According to an “age-by-age guide” for talking to children about shootings published by the “Today Show,” author Meghan Holohan recommends talking with your children about intruders, shootings and other violence in schools in age-appropriate ways.
For example, Holohan writes “Preschool aged kids should have one-sentence, high-level explanations that are in line with your beliefs as a parent. For elementary school kids, ask a question first, like, “How do you prepare for emergencies at school?’ and hear the language they’re using at school so that you can address it at their level. For older students in middle school and high school, avoid dismissing or trying to solve the problem. They are looking for empathy and understanding, and trying to fix the problem for them will make you lose credibility. Listen, and ask how they feel.”
Mental Health America says that knowing how to talk with your kids about school safety issues could be critical in recognizing and preventing acts of violence, while playing an important role in managing students’ fears, anxiety and sense of personal risk. It offers the following suggestions:
- Encourage children to talk about their concerns and to express their feelings. Make sure to do so in an age-appropriate way.

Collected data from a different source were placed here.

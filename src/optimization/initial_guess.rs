//! Start pose for the local search.

use log::debug;
use nalgebra::{Matrix2, Vector2};

use super::{PoseBounds, PoseGrid};
use crate::eye::EyePose;
use crate::geometry::{fit_ellipse, rms_distance, Ellipse};
use crate::scene::SceneGeometry;

/// Neighbour counts tried against the grid.
const GRID_NEIGHBOURS: [usize; 3] = [1, 4, 8];

/// Stop radius of the reference projection, mm.
const REFERENCE_RADIUS: f64 = 2.0;

/// Rotation used for the finite-difference sensitivities, degrees.
const SENSITIVITY_STEP: f64 = 1.0;

/// Guesses a pose for `observed` that lies inside `bounds` with `headroom`.
///
/// With a grid, the inverse-distance weighted poses of the nearest entries
/// are scored by their fit to the observed points and blended by inverse
/// error. Otherwise the observed ellipse centre is mapped back through the
/// azimuth and elevation sensitivities around the primary position, and the
/// stop radius is scaled from the reference semi-major axis. When nothing can
/// be projected the bounds midpoint is returned.
pub fn initial_guess(
    scene: &SceneGeometry,
    observed: &[Vector2<f64>],
    bounds: &PoseBounds,
    grid: Option<&PoseGrid>,
    headroom: f64,
) -> EyePose {
    let ellipse = fit_ellipse(observed);
    if let (Some(grid), Some(ellipse)) = (grid, ellipse.as_ref()) {
        if let Some(pose) = from_grid(scene, observed, ellipse, grid, bounds, headroom) {
            debug!("Grid start pose {:?}", pose.to_array());
            return pose;
        }
    }
    match analytic(scene, observed, ellipse.as_ref(), bounds, headroom) {
        Some(pose) => {
            debug!("Analytic start pose {:?}", pose.to_array());
            pose
        }
        None => {
            debug!("No projectable reference pose, starting from the bounds midpoint");
            midpoint(bounds)
        }
    }
}

fn midpoint(bounds: &PoseBounds) -> EyePose {
    EyePose::from_array(std::array::from_fn(|i| {
        0.5 * (bounds.lower[i] + bounds.upper[i])
    }))
}

fn from_grid(
    scene: &SceneGeometry,
    observed: &[Vector2<f64>],
    ellipse: &Ellipse,
    grid: &PoseGrid,
    bounds: &PoseBounds,
    headroom: f64,
) -> Option<EyePose> {
    let mut candidates = Vec::with_capacity(GRID_NEIGHBOURS.len());
    for k in GRID_NEIGHBOURS {
        let Some(pose) = grid.weighted_pose(ellipse, k) else {
            continue;
        };
        let pose = bounds.clamp_with_headroom(&pose, headroom);
        let Ok(projection) = scene.project_pose(&pose) else {
            continue;
        };
        let error = rms_distance(&projection.ellipse, observed);
        if !error.is_finite() {
            continue;
        }
        if error == 0.0 {
            return Some(pose);
        }
        candidates.push((pose, error));
    }
    if candidates.is_empty() {
        return None;
    }

    let mut sum = [0.0; 4];
    let mut total = 0.0;
    for (pose, error) in &candidates {
        let weight = 1.0 / error;
        for (s, v) in sum.iter_mut().zip(pose.to_array()) {
            *s += weight * v;
        }
        total += weight;
    }
    Some(EyePose::from_array(sum.map(|s| s / total)))
}

fn analytic(
    scene: &SceneGeometry,
    observed: &[Vector2<f64>],
    ellipse: Option<&Ellipse>,
    bounds: &PoseBounds,
    headroom: f64,
) -> Option<EyePose> {
    let radius = {
        let (lo, hi) = bounds.shrunk(3, headroom);
        if (lo..=hi).contains(&REFERENCE_RADIUS) {
            REFERENCE_RADIUS
        } else {
            0.5 * (lo + hi)
        }
    };
    let torsion = {
        let (lo, hi) = bounds.shrunk(2, headroom);
        0.5 * (lo + hi)
    };
    let reference = bounds.clamp_with_headroom(&EyePose::new(0.0, 0.0, torsion, radius), headroom);

    let project = |pose: &EyePose| scene.project_pose(pose).ok().map(|p| p.ellipse);
    let base = project(&reference)?;
    let shifted = |d_az: f64, d_el: f64| {
        project(&EyePose::new(
            reference.azimuth + d_az,
            reference.elevation + d_el,
            reference.torsion,
            reference.stop_radius,
        ))
    };
    let by_azimuth = shifted(SENSITIVITY_STEP, 0.0)?;
    let by_elevation = shifted(0.0, SENSITIVITY_STEP)?;

    let sensitivity = Matrix2::from_columns(&[
        (by_azimuth.center() - base.center()) / SENSITIVITY_STEP,
        (by_elevation.center() - base.center()) / SENSITIVITY_STEP,
    ]);
    let target = match ellipse {
        Some(e) => e.center(),
        None => observed.iter().sum::<Vector2<f64>>() / observed.len().max(1) as f64,
    };
    let angles = sensitivity.lu().solve(&(target - base.center()))?;

    let stop_radius = match ellipse {
        Some(e) if base.semi_major > 0.0 => reference.stop_radius * e.semi_major / base.semi_major,
        _ => reference.stop_radius,
    };

    let guess = EyePose::new(
        reference.azimuth + angles.x,
        reference.elevation + angles.y,
        reference.torsion,
        stop_radius,
    );
    guess
        .is_finite()
        .then(|| bounds.clamp_with_headroom(&guess, headroom))
}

- Talk honestly about your own feelings regarding school violence. It’s important they know they’re not dealing with their fears alone.
- Validate the child’s feelings. Do not minimize a child’s concerns, but let him/her know that serious school violence is not common. Stress that schools are safe places.
- Empower children to take action regarding school safety. Encourage them to report incidents such as bullying, threats or talk of suicide, and work with them on problem solving and conflict-resolution skills. If your older student’s school has student-run anti-violence programs, encourage your child to participate if they feel comfortable.
- Discuss the safety procedures that are in place at your child’s school. Help your child understand that they are in place to keep them all safe and stress the importance of following school rules and policies.
- Create safety plans with your child. Help identify which adults (a friendly secretary, trusted teacher or approachable administrator) your child can talk to if they feel scared or threatened at school. Also ensure that your child knows how to reach you (or another family member or friend) in case of crisis during the school day. Remind your child that they can talk to you any time they feel threatened.
- Recognize behavior that may indicate your child is concerned about returning to school. Younger children might not want to go to school or participate in school-based activities. Teens may not outwardly show their anxiety, but may become argumentative, withdrawn or allow their school performance to decline.
- Keep the dialogue going and make school safety a common topic in family discussions, rather than just a response to an immediate crisis. Open dialogue will encourage children to share their concerns.
- Seek help when necessary. If you are worried about a child’s reaction or have ongoing concerns about their behavior or emotions, contact a mental health professional at school or at your community mental health center. Your local Mental Health Association or the National Mental Health Association’s Information Center can direct you to resources in your community.